Polizza vita, dovere di avviso e clausola nulla: la Cassazione sul risarcimento (Cass. civ. Sez. III n. 14029 del 26.05.2025)

Principi di diritto (Massima)
L’assicuratore che predisponga unilateralmente una clausola contrattuale nulla, idonea a ingenerare nel contraente il ragionevole affidamento su un termine di prescrizione più lungo di quello legale, e che non adempia all’obbligo di informare la controparte delle variazioni normative incidenti sulle condizioni contrattuali, viola gli obblighi di correttezza e buona fede ex artt. 1175 e 1375 cod. civ. Il dovere di buona fede oggettiva, quale criterio di interpretazione del contratto ex art. 1366 cod. civ., impone di non suscitare falsi affidamenti né di speculare su di essi. La predisposizione di una clausola nulla e la successiva eccezione di prescrizione fondata su quella stessa nullità integra una pratica commerciale scorretta ex art. 20 cod. cons., con conseguente responsabilità risarcitoria dell’assicuratore.

Il Fatto

Gli eredi di un contraente, unici beneficiari di una polizza vita stipulata con una società assicurativa, hanno chiesto il pagamento dell’indennizzo assicurativo e il risarcimento dei danni. Il Tribunale adito ha condannato la compagnia al solo risarcimento per violazione degli obblighi di correttezza e buona fede, avendo questa omesso di comunicare che il termine di prescrizione del diritto alla liquidazione era di due anni, e non di dieci come indicato nella nota informativa della polizza.

In accoglimento dell’appello della società, la Corte d’Appello di Napoli ha rigettato anche la domanda risarcitoria. Gli eredi hanno quindi proposto ricorso per cassazione, deducendo la violazione degli obblighi di correttezza e buona fede e delle norme sull’interpretazione del contratto predisposto unilateralmente.

La Motivazione della Corte

La Corte muove dal consolidato principio secondo cui l’obbligo di buona fede oggettiva costituisce autonomo dovere giuridico, espressione del generale principio di solidarietà sociale, applicabile sia in ambito contrattuale sia extracontrattuale. Esso impone un comportamento leale, specificantesi in obblighi di informazione e di avviso, volto alla salvaguardia dell’utilità altrui nei limiti dell’apprezzabile sacrificio. Nell’adempimento contrattuale il debitore è sempre tenuto a rispettarlo, a prescindere dal tenore delle clausole.

La buona fede opera, in particolare, come regola di comportamento, come criterio di interpretazione ex art. 1366 cod. civ. e come criterio di determinazione della prestazione dovuta. Nel contratto concluso su modulo unilateralmente predisposto trovano inoltre applicazione l’interpretatio contra stipulatorem ex art. 1370 cod. civ. e l’art. 35 cod. cons., che impone clausole chiare e comprensibili e, in caso di dubbio, l’interpretazione favorevole al consumatore.
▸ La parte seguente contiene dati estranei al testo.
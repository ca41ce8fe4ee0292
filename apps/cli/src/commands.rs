//! CLI command definitions, routing, and tracing setup.

use std::path::{Path, PathBuf};

use clap::{Parser, Subcommand};
use color_eyre::eyre::{Result, eyre};
use indicatif::{ProgressBar, ProgressStyle};
use tracing::info;

use pagesmith_core::{ProgressReporter, RunReport, build_index, run_batch};
use pagesmith_shared::{
    AppConfig, DocumentOutcome, RunConfig, config_dir, init_config, load_config, load_config_from,
};

// ---------------------------------------------------------------------------
// CLI structure
// ---------------------------------------------------------------------------

/// Pagesmith: rebrand, enrich and cross-link HTML integration pages.
#[derive(Parser)]
#[command(
    name = "pagesmith",
    version,
    about = "Rebrand, enrich and cross-link a corpus of HTML integration pages.",
    long_about = None,
)]
pub(crate) struct Cli {
    /// Log format: text (default) or json.
    #[arg(long, default_value = "text", global = true)]
    pub log_format: LogFormat,

    /// Verbosity level (-v, -vv).
    #[arg(short, long, action = clap::ArgAction::Count, global = true)]
    pub verbose: u8,

    /// Config file (defaults to ./pagesmith.toml, then ~/.pagesmith/pagesmith.toml).
    #[arg(long, env = "PAGESMITH_CONFIG", global = true)]
    pub config: Option<PathBuf>,

    #[command(subcommand)]
    pub command: Command,
}

/// Log output format.
#[derive(Clone, Debug, clap::ValueEnum)]
pub(crate) enum LogFormat {
    Text,
    Json,
}

/// Top-level CLI subcommands.
#[derive(Subcommand)]
pub(crate) enum Command {
    /// Rewrite every page in the corpus.
    Run {
        /// Directory of integration pages (overrides `[input] dir`).
        #[arg(short, long)]
        input: Option<PathBuf>,

        /// Report what would change without writing any file.
        #[arg(long)]
        dry_run: bool,

        /// Documents transformed at once (overrides `[run] concurrency`).
        #[arg(short = 'j', long)]
        concurrency: Option<usize>,

        /// Also write the full report as JSON to this path.
        #[arg(long)]
        report: Option<PathBuf>,
    },

    /// Build the page index without touching any file.
    Index {
        /// Directory of integration pages (overrides `[input] dir`).
        #[arg(short, long)]
        input: Option<PathBuf>,

        /// Print every indexed record as JSON.
        #[arg(long)]
        json: bool,
    },

    /// Configuration management.
    Config {
        /// Config subcommand.
        #[command(subcommand)]
        action: ConfigAction,
    },
}

/// Config subcommands.
#[derive(Subcommand)]
pub(crate) enum ConfigAction {
    /// Write a config file with defaults.
    Init {
        /// Directory to write `pagesmith.toml` into (defaults to ~/.pagesmith).
        #[arg(long)]
        dir: Option<PathBuf>,
    },
    /// Show resolved configuration.
    Show,
}

// ---------------------------------------------------------------------------
// Tracing setup
// ---------------------------------------------------------------------------

/// Initialize tracing based on CLI flags.
pub(crate) fn init_tracing(cli: &Cli) {
    use tracing_subscriber::{EnvFilter, fmt};

    let filter = match cli.verbose {
        0 => "pagesmith=info",
        1 => "pagesmith=debug",
        _ => "pagesmith=trace",
    };

    let env_filter =
        EnvFilter::try_from_default_env().unwrap_or_else(|_| EnvFilter::new(filter));

    match cli.log_format {
        LogFormat::Text => {
            fmt()
                .with_env_filter(env_filter)
                .with_target(false)
                .with_writer(std::io::stderr)
                .init();
        }
        LogFormat::Json => {
            fmt()
                .json()
                .with_env_filter(env_filter)
                .with_writer(std::io::stderr)
                .init();
        }
    }
}

// ---------------------------------------------------------------------------
// Command dispatch
// ---------------------------------------------------------------------------

/// Run the CLI command.
pub(crate) async fn run(cli: Cli) -> Result<()> {
    let config_path = cli.config.as_deref();
    match cli.command {
        Command::Run {
            input,
            dry_run,
            concurrency,
            report,
        } => cmd_run(config_path, input, dry_run, concurrency, report.as_deref()).await,
        Command::Index { input, json } => cmd_index(config_path, input, json),
        Command::Config { action } => match action {
            ConfigAction::Init { dir } => cmd_config_init(dir),
            ConfigAction::Show => cmd_config_show(config_path),
        },
    }
}

fn resolve_config(path: Option<&Path>) -> Result<AppConfig> {
    let config = match path {
        Some(path) => load_config_from(path)?,
        None => load_config()?,
    };
    Ok(config)
}

// ---------------------------------------------------------------------------
// Command handlers
// ---------------------------------------------------------------------------

async fn cmd_run(
    config_path: Option<&Path>,
    input: Option<PathBuf>,
    dry_run: bool,
    concurrency: Option<usize>,
    report_path: Option<&Path>,
) -> Result<()> {
    let app = resolve_config(config_path)?;
    let mut config = RunConfig::from(&app);
    if let Some(input) = input {
        config.input_dir = input;
    }
    if let Some(concurrency) = concurrency {
        config.concurrency = concurrency;
    }
    config.dry_run |= dry_run;

    info!(
        input_dir = %config.input_dir.display(),
        brand = %config.brand_name,
        domain = %config.domain,
        dry_run = config.dry_run,
        concurrency = config.concurrency,
        "starting run"
    );

    let reporter = CliProgress::new();
    let report = run_batch(&config, &reporter).await?;

    println!();
    print!("{}", report.render_text());

    if let Some(path) = report_path {
        report.write_json(path)?;
        println!("\nReport written to {}", path.display());
    }

    Ok(())
}

fn cmd_index(config_path: Option<&Path>, input: Option<PathBuf>, json: bool) -> Result<()> {
    let app = resolve_config(config_path)?;
    let mut config = RunConfig::from(&app);
    if let Some(input) = input {
        config.input_dir = input;
    }

    let build = build_index(&config)?;

    if json {
        println!("{}", serde_json::to_string_pretty(build.index.records())?);
        return Ok(());
    }

    println!();
    println!("  Pages indexed:    {}", build.index.len());
    println!("  Source services:  {}", build.index.source_count());
    println!("  Target services:  {}", build.index.target_count());
    if !build.failures.is_empty() {
        println!("  Not indexed:      {}", build.failures.len());
        for failure in &build.failures {
            println!("    - {}: {}", failure.file.display(), failure.error);
        }
    }
    println!();

    Ok(())
}

fn cmd_config_init(dir: Option<PathBuf>) -> Result<()> {
    let dir = match dir {
        Some(dir) => dir,
        None => config_dir()?,
    };
    let path = dir.join("pagesmith.toml");
    if path.exists() {
        return Err(eyre!("{} already exists; not overwriting", path.display()));
    }
    let path = init_config(&dir)?;
    println!("Config initialized at: {}", path.display());
    Ok(())
}

fn cmd_config_show(config_path: Option<&Path>) -> Result<()> {
    let config = resolve_config(config_path)?;
    let toml_str = toml::to_string_pretty(&config)?;
    println!("{toml_str}");
    Ok(())
}

// ---------------------------------------------------------------------------
// CLI progress reporter
// ---------------------------------------------------------------------------

/// CLI progress reporter: a spinner for phases that turns into a bar once the
/// document count is known.
struct CliProgress {
    bar: ProgressBar,
}

impl CliProgress {
    fn new() -> Self {
        let bar = ProgressBar::new_spinner();
        if let Ok(style) = ProgressStyle::with_template("{spinner:.cyan} {msg}") {
            bar.set_style(
                style.tick_strings(&["⠋", "⠙", "⠹", "⠸", "⠼", "⠴", "⠦", "⠧", "⠇", "⠏"]),
            );
        }
        bar.enable_steady_tick(std::time::Duration::from_millis(80));
        Self { bar }
    }
}

impl ProgressReporter for CliProgress {
    fn phase(&self, name: &str) {
        self.bar.set_message(name.to_string());
    }

    fn documents_total(&self, total: usize) {
        self.bar.set_length(total as u64);
        self.bar.set_position(0);
        if let Ok(style) =
            ProgressStyle::with_template("{bar:40.cyan/blue} {pos}/{len} {wide_msg}")
        {
            self.bar.set_style(style);
        }
    }

    fn document_processed(&self, path: &Path, outcome: &DocumentOutcome) {
        let label = match outcome {
            DocumentOutcome::Updated { .. } => "updated",
            DocumentOutcome::Unchanged => "unchanged",
            DocumentOutcome::Skipped => "skipped",
            DocumentOutcome::Failed { .. } => "failed",
        };
        self.bar.set_message(format!("{label}: {}", path.display()));
        self.bar.inc(1);
    }

    fn done(&self, _report: &RunReport) {
        self.bar.finish_and_clear();
    }
}
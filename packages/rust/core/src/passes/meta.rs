use pagesmith_document::{DocumentTree, NodeId, collapse_whitespace};
use pagesmith_shared::{PagesmithError, Result};

use super::section::{main_element, primary_heading};
use super::{Pass, PassContext, PassKind};

const ELLIPSIS: &str = "...";

/// Creates or refreshes `<meta name="description">` from the intro paragraph.
#[derive(Debug, Clone, Copy, Default)]
pub struct MetaDescriptionPass;

impl MetaDescriptionPass {
    /// The intro paragraph: first `<p>` sibling after the page heading.
    ///
    /// When `<main>` has no `<h1>` yet, the structure pass will prepend one,
    /// so the main's first direct `<p>` is already the paragraph that will
    /// follow it.
    fn intro_paragraph(tree: &DocumentTree) -> Option<NodeId> {
        if let Some(h1) = primary_heading(tree) {
            return tree.following_siblings(h1).find(|&n| tree.is_tag(n, "p"));
        }
        let main = main_element(tree)?;
        tree.children(main).into_iter().find(|&n| tree.is_tag(n, "p"))
    }

    fn describe(tree: &DocumentTree, ctx: &PassContext<'_>) -> String {
        let seo = ctx.config;
        let intro = Self::intro_paragraph(tree)
            .map(|p| collapse_whitespace(&tree.text_content(p)))
            .filter(|text| text.chars().count() > seo.meta_min_len);
        match intro {
            Some(text) => truncate_for_meta(&text, seo.meta_max_len),
            None => truncate_for_meta(&seo.default_meta_description, seo.meta_max_len),
        }
    }
}

impl Pass for MetaDescriptionPass {
    fn kind(&self) -> PassKind {
        PassKind::MetaDescription
    }

    fn name(&self) -> &'static str {
        "meta-description"
    }

    fn apply(&self, tree: &mut DocumentTree, ctx: &PassContext<'_>) -> Result<bool> {
        let description = Self::describe(tree, ctx);

        let existing = tree.descendants(tree.root()).find(|&n| {
            tree.is_tag(n, "meta")
                && tree
                    .attr(n, "name")
                    .is_some_and(|name| name.eq_ignore_ascii_case("description"))
        });

        match existing {
            Some(meta) => Ok(tree.set_attr(meta, "content", &description)),
            None => {
                let head = tree
                    .find_first(tree.root(), "head")
                    .ok_or_else(|| PagesmithError::pass(self.name(), "document has no <head>"))?;
                let meta = tree.create_element(
                    "meta",
                    vec![
                        ("name".to_string(), "description".to_string()),
                        ("content".to_string(), description),
                    ],
                );
                tree.append_child(head, meta);
                Ok(true)
            }
        }
    }
}

/// Collapse whitespace and cap `text` at `max_chars` characters.
///
/// Longer text is cut at the last space that leaves room for `...`, so the
/// result including the ellipsis never exceeds `max_chars`. A single word
/// longer than the budget is cut mid-word.
pub fn truncate_for_meta(text: &str, max_chars: usize) -> String {
    let text = collapse_whitespace(text);
    if text.chars().count() <= max_chars {
        return text;
    }

    let budget = max_chars.saturating_sub(ELLIPSIS.len());
    // One extra char so a space sitting right at the budget still counts.
    let window: String = text.chars().take(budget + 1).collect();
    let cut = match window.rfind(' ') {
        Some(pos) if pos > 0 => window[..pos].to_string(),
        _ => window.chars().take(budget).collect(),
    };
    format!("{}{ELLIPSIS}", cut.trim_end())
}
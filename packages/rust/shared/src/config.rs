//! Application configuration for Pagesmith.
//!
//! The config file is `pagesmith.toml`, looked up next to the working
//! directory first and then at `~/.pagesmith/pagesmith.toml`.
//! CLI flags override config file values, which override defaults.

use std::path::{Path, PathBuf};

use serde::{Deserialize, Serialize};
use url::Url;

use crate::error::{PagesmithError, Result};

/// Default configuration file name.
const CONFIG_FILE_NAME: &str = "pagesmith.toml";

/// Default config directory name under the user's home.
const CONFIG_DIR_NAME: &str = ".pagesmith";

// ---------------------------------------------------------------------------
// Config structs (matching pagesmith.toml schema)
// ---------------------------------------------------------------------------

/// Top-level application config, deserialized from TOML.
#[derive(Debug, Clone, Default, Serialize, Deserialize)]
pub struct AppConfig {
    /// Where the documents live.
    #[serde(default)]
    pub input: InputConfig,

    /// Canonical brand and the legacy tokens it replaces.
    #[serde(default)]
    pub brand: BrandConfig,

    /// Call-to-action block settings.
    #[serde(default)]
    pub cta: CtaConfig,

    /// Title/description synthesis settings.
    #[serde(default)]
    pub seo: SeoConfig,

    /// Filename convention settings.
    #[serde(default)]
    pub slug: SlugConfig,

    /// Execution settings.
    #[serde(default)]
    pub run: RunSection,
}

/// `[input]` section.
#[derive(Debug, Clone, Serialize, Deserialize)]
pub struct InputConfig {
    /// Directory scanned recursively for `*.html`.
    #[serde(default = "default_input_dir")]
    pub dir: PathBuf,

    /// Root-level entry pages. Counted in the run but never transformed.
    #[serde(default = "default_entry_pages")]
    pub entry_pages: Vec<PathBuf>,

    /// Directory names skipped during the walk.
    #[serde(default = "default_ignore_dirs")]
    pub ignore_dirs: Vec<String>,
}

impl Default for InputConfig {
    fn default() -> Self {
        Self {
            dir: default_input_dir(),
            entry_pages: default_entry_pages(),
            ignore_dirs: default_ignore_dirs(),
        }
    }
}

fn default_input_dir() -> PathBuf {
    PathBuf::from("./integracoes")
}
fn default_entry_pages() -> Vec<PathBuf> {
    vec![
        PathBuf::from("./index.html"),
        PathBuf::from("./translated/en/index.html"),
    ]
}
fn default_ignore_dirs() -> Vec<String> {
    vec!["node_modules".into(), "dist".into()]
}

/// `[brand]` section.
#[derive(Debug, Clone, Serialize, Deserialize)]
pub struct BrandConfig {
    /// Canonical brand name written into titles, CTAs and related links.
    #[serde(default = "default_brand_name")]
    pub name: String,

    /// Canonical site domain.
    #[serde(default = "default_domain")]
    pub domain: String,

    /// Legacy brand spellings replaced case-insensitively.
    #[serde(default = "default_legacy_tokens")]
    pub legacy_tokens: Vec<String>,
}

impl Default for BrandConfig {
    fn default() -> Self {
        Self {
            name: default_brand_name(),
            domain: default_domain(),
            legacy_tokens: default_legacy_tokens(),
        }
    }
}

fn default_brand_name() -> String {
    "Automations Cookbook".into()
}
fn default_domain() -> String {
    "automationscookbook.com".into()
}
fn default_legacy_tokens() -> Vec<String> {
    vec![
        "AI Factory".into(),
        "AIfactory".into(),
        "ai-factory".into(),
        "fabrica-n8n".into(),
        "Fábrica de Automações".into(),
    ]
}

/// `[cta]` section.
#[derive(Debug, Clone, Serialize, Deserialize)]
pub struct CtaConfig {
    /// Target of the consulting button.
    #[serde(default = "default_consulting_url")]
    pub consulting_url: String,

    /// Link suffixes that identify a downloadable workflow artifact.
    #[serde(default = "default_download_extensions")]
    pub download_extensions: Vec<String>,

    /// Directory prefix for synthesized artifact links.
    #[serde(default = "default_workflow_dir")]
    pub workflow_dir: String,
}

impl Default for CtaConfig {
    fn default() -> Self {
        Self {
            consulting_url: default_consulting_url(),
            download_extensions: default_download_extensions(),
            workflow_dir: default_workflow_dir(),
        }
    }
}

fn default_consulting_url() -> String {
    "https://forms.gle/automations-cookbook-consulting".into()
}
fn default_download_extensions() -> Vec<String> {
    vec![".json".into()]
}
fn default_workflow_dir() -> String {
    "./workflows".into()
}

/// `[seo]` section.
#[derive(Debug, Clone, Serialize, Deserialize)]
pub struct SeoConfig {
    /// Description used when the page has no usable intro paragraph.
    #[serde(default = "default_meta_description")]
    pub default_meta_description: String,

    /// An intro paragraph must be longer than this to become the description.
    #[serde(default = "default_meta_min_len")]
    pub meta_min_len: usize,

    /// Hard cap on description length, ellipsis included.
    #[serde(default = "default_meta_max_len")]
    pub meta_max_len: usize,
}

impl Default for SeoConfig {
    fn default() -> Self {
        Self {
            default_meta_description: default_meta_description(),
            meta_min_len: default_meta_min_len(),
            meta_max_len: default_meta_max_len(),
        }
    }
}

fn default_meta_description() -> String {
    "Learn step by step how to build this automation and download the ready-made JSON \
     template from Automations Cookbook, your library of marketing, sales and support workflows."
        .into()
}
fn default_meta_min_len() -> usize {
    50
}
fn default_meta_max_len() -> usize {
    155
}

/// `[slug]` section.
#[derive(Debug, Clone, Serialize, Deserialize)]
pub struct SlugConfig {
    /// Platform suffixes allowed after `<a>-para-<b>`.
    #[serde(default = "default_platform_tags")]
    pub platform_tags: Vec<String>,
}

impl Default for SlugConfig {
    fn default() -> Self {
        Self {
            platform_tags: default_platform_tags(),
        }
    }
}

fn default_platform_tags() -> Vec<String> {
    vec!["n8n".into()]
}

/// `[run]` section.
#[derive(Debug, Clone, Serialize, Deserialize)]
pub struct RunSection {
    /// Compute and report changes without writing any file.
    #[serde(default)]
    pub dry_run: bool,

    /// Maximum documents transformed at once.
    #[serde(default = "default_concurrency")]
    pub concurrency: usize,
}

impl Default for RunSection {
    fn default() -> Self {
        Self {
            dry_run: false,
            concurrency: default_concurrency(),
        }
    }
}

fn default_concurrency() -> usize {
    4
}

// ---------------------------------------------------------------------------
// Run config (runtime, merged from config + CLI flags)
// ---------------------------------------------------------------------------

/// Runtime configuration for one batch run, merged from config file + CLI flags.
#[derive(Debug, Clone)]
pub struct RunConfig {
    pub input_dir: PathBuf,
    pub entry_pages: Vec<PathBuf>,
    pub ignore_dirs: Vec<String>,
    pub brand_name: String,
    pub domain: String,
    pub legacy_tokens: Vec<String>,
    pub consulting_url: String,
    pub download_extensions: Vec<String>,
    pub workflow_dir: String,
    pub default_meta_description: String,
    pub meta_min_len: usize,
    pub meta_max_len: usize,
    pub platform_tags: Vec<String>,
    pub dry_run: bool,
    pub concurrency: usize,
}

impl From<&AppConfig> for RunConfig {
    fn from(config: &AppConfig) -> Self {
        Self {
            input_dir: config.input.dir.clone(),
            entry_pages: config.input.entry_pages.clone(),
            ignore_dirs: config.input.ignore_dirs.clone(),
            brand_name: config.brand.name.clone(),
            domain: config.brand.domain.clone(),
            legacy_tokens: config.brand.legacy_tokens.clone(),
            consulting_url: config.cta.consulting_url.clone(),
            download_extensions: config.cta.download_extensions.clone(),
            workflow_dir: config.cta.workflow_dir.clone(),
            default_meta_description: config.seo.default_meta_description.clone(),
            meta_min_len: config.seo.meta_min_len,
            meta_max_len: config.seo.meta_max_len,
            platform_tags: config.slug.platform_tags.clone(),
            dry_run: config.run.dry_run,
            concurrency: config.run.concurrency,
        }
    }
}

impl RunConfig {
    /// Config for a scratch corpus at `dir` with no entry pages.
    pub fn for_dir(dir: impl Into<PathBuf>) -> Self {
        let mut config = Self::from(&AppConfig::default());
        config.input_dir = dir.into();
        config.entry_pages.clear();
        config
    }
}

// ---------------------------------------------------------------------------
// Validation
// ---------------------------------------------------------------------------

/// Reject configurations that would make a run non-idempotent or unusable.
pub fn validate_config(config: &RunConfig) -> Result<()> {
    let brand = config.brand_name.trim();
    if brand.is_empty() {
        return Err(PagesmithError::config("brand name must not be empty"));
    }

    let brand_lower = brand.to_lowercase();
    for token in &config.legacy_tokens {
        if token.trim().is_empty() {
            return Err(PagesmithError::config("legacy brand tokens must not be empty"));
        }
        // Rewriting a token the brand itself contains would fire on every run.
        if brand_lower.contains(&token.to_lowercase()) {
            return Err(PagesmithError::config(format!(
                "legacy token '{token}' occurs inside the brand name '{brand}'"
            )));
        }
    }

    let url = Url::parse(&config.consulting_url).map_err(|e| {
        PagesmithError::config(format!(
            "invalid consulting URL '{}': {e}",
            config.consulting_url
        ))
    })?;
    if url.scheme() != "http" && url.scheme() != "https" {
        return Err(PagesmithError::config(format!(
            "consulting URL must be http(s), got '{}'",
            url.scheme()
        )));
    }

    if config.meta_max_len <= 3 {
        return Err(PagesmithError::config("meta_max_len must leave room for an ellipsis"));
    }
    if config.concurrency == 0 {
        return Err(PagesmithError::config("concurrency must be at least 1"));
    }
    if config.download_extensions.iter().any(|e| e.is_empty()) {
        return Err(PagesmithError::config("download extensions must not be empty"));
    }

    Ok(())
}

// ---------------------------------------------------------------------------
// Config loading
// ---------------------------------------------------------------------------

/// Get the path to the config directory (`~/.pagesmith/`).
pub fn config_dir() -> Result<PathBuf> {
    let home = dirs::home_dir()
        .ok_or_else(|| PagesmithError::config("could not determine home directory"))?;
    Ok(home.join(CONFIG_DIR_NAME))
}

/// Get the path to the user config file (`~/.pagesmith/pagesmith.toml`).
pub fn config_file_path() -> Result<PathBuf> {
    Ok(config_dir()?.join(CONFIG_FILE_NAME))
}

/// Load the application config. `./pagesmith.toml` wins over the user file;
/// returns defaults if neither exists.
pub fn load_config() -> Result<AppConfig> {
    let local = PathBuf::from(CONFIG_FILE_NAME);
    if local.exists() {
        return load_config_from(&local);
    }

    let path = config_file_path()?;
    if !path.exists() {
        tracing::debug!(?path, "config file not found, using defaults");
        return Ok(AppConfig::default());
    }

    load_config_from(&path)
}

/// Load the application config from a specific file path.
pub fn load_config_from(path: &Path) -> Result<AppConfig> {
    let content = std::fs::read_to_string(path).map_err(|e| PagesmithError::io(path, e))?;

    toml::from_str(&content).map_err(|e| {
        PagesmithError::config(format!("failed to parse {}: {e}", path.display()))
    })
}

/// Write a default config file into `dir`. Returns the path to the created file.
pub fn init_config(dir: &Path) -> Result<PathBuf> {
    std::fs::create_dir_all(dir).map_err(|e| PagesmithError::io(dir, e))?;

    let path = dir.join(CONFIG_FILE_NAME);
    let config = AppConfig::default();
    let content =
        toml::to_string_pretty(&config).map_err(|e| PagesmithError::config(e.to_string()))?;

    std::fs::write(&path, content).map_err(|e| PagesmithError::io(&path, e))?;
    tracing::info!(?path, "created default config file");

    Ok(path)
}

#[cfg(test)]
mod tests {
    use super::*;

    #[test]
    fn default_config_serializes() {
        let config = AppConfig::default();
        let toml_str = toml::to_string_pretty(&config).expect("serialize default config");
        assert!(toml_str.contains("legacy_tokens"));
        assert!(toml_str.contains("Automations Cookbook"));
    }

    #[test]
    fn config_roundtrip() {
        let config = AppConfig::default();
        let toml_str = toml::to_string_pretty(&config).expect("serialize");
        let parsed: AppConfig = toml::from_str(&toml_str).expect("deserialize");
        assert_eq!(parsed.seo.meta_max_len, 155);
        assert_eq!(parsed.slug.platform_tags, vec!["n8n".to_string()]);
    }

    #[test]
    fn partial_config_fills_defaults() {
        let toml_str = r#"
[input]
dir = "/srv/site/pages"

[brand]
name = "Flow Recipes"
legacy_tokens = ["Old Co"]

[run]
dry_run = true
"#;
        let config: AppConfig = toml::from_str(toml_str).expect("parse");
        assert_eq!(config.input.dir, PathBuf::from("/srv/site/pages"));
        assert_eq!(config.brand.name, "Flow Recipes");
        assert!(config.run.dry_run);
        assert_eq!(config.run.concurrency, 4);
        assert_eq!(config.cta.download_extensions, vec![".json".to_string()]);
    }

    #[test]
    fn run_config_from_app_config() {
        let app = AppConfig::default();
        let run = RunConfig::from(&app);
        assert_eq!(run.meta_min_len, 50);
        assert!(!run.dry_run);
        assert_eq!(run.entry_pages.len(), 2);
        validate_config(&run).expect("defaults are valid");
    }

    #[test]
    fn rejects_token_inside_brand() {
        let mut run = RunConfig::for_dir("/tmp/x");
        run.legacy_tokens.push("cookbook".into());
        let err = validate_config(&run).unwrap_err();
        assert!(err.to_string().contains("inside the brand name"));
    }

    #[test]
    fn rejects_bad_consulting_url() {
        let mut run = RunConfig::for_dir("/tmp/x");
        run.consulting_url = "mailto:someone@example.com".into();
        assert!(validate_config(&run).is_err());

        run.consulting_url = "not a url".into();
        assert!(validate_config(&run).is_err());
    }

    #[test]
    fn rejects_zero_concurrency() {
        let mut run = RunConfig::for_dir("/tmp/x");
        run.concurrency = 0;
        assert!(validate_config(&run).is_err());
    }

    #[test]
    fn init_writes_loadable_file() {
        let dir = std::env::temp_dir().join(format!("pagesmith-cfg-{}", std::process::id()));
        let path = init_config(&dir).expect("init");
        let loaded = load_config_from(&path).expect("load");
        assert_eq!(loaded.brand.name, "Automations Cookbook");
        let _ = std::fs::remove_dir_all(&dir);
    }
}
La Corte rileva che la sentenza impugnata ha disatteso tali principi. Il giudice di merito, richiamando un precedente di legittimità in tema di mancato avviso dell’approssimarsi del termine prescrizionale, ha ritenuto insussistente ogni obbligo informativo. Ma quel precedente è inconferente: la violazione contestata non attiene alla richiesta di comunicazione del termine, bensì all’impossibilità di rispettare, per il mutare della normativa sulla prescrizione, le condizioni unilateralmente predisposte, nelle quali la compagnia si era impegnata a non eccepire la prescrizione stessa. Eccezione poi opposta agli eredi, facendo valere la nullità della clausola da essa stessa ideata.

La Corte esamina poi la clausola contrattuale che prevede specifici obblighi informativi in ordine alle variazioni normative incidenti sulle condizioni del contratto, la cui portata il giudice di merito ha omesso di considerare. Quanto al Codice del consumo, la Corte afferma che l’elenco dei comportamenti scorretti non è un numerus clausus e che la pratica di apporre una clausola nulla, in grado di orientare ingannevolmente il consumatore verso quel prodotto, può integrare una pratica ingannevole ex art. 21 cod. cons., con conseguente inadempimento e responsabilità risarcitoria.

Il ricorso è quindi accolto nei termini indicati; la sentenza è cassata in relazione, con rinvio alla Corte d’Appello di Napoli in diversa composizione, che provvederà anche sulle spese del giudizio di legittimità.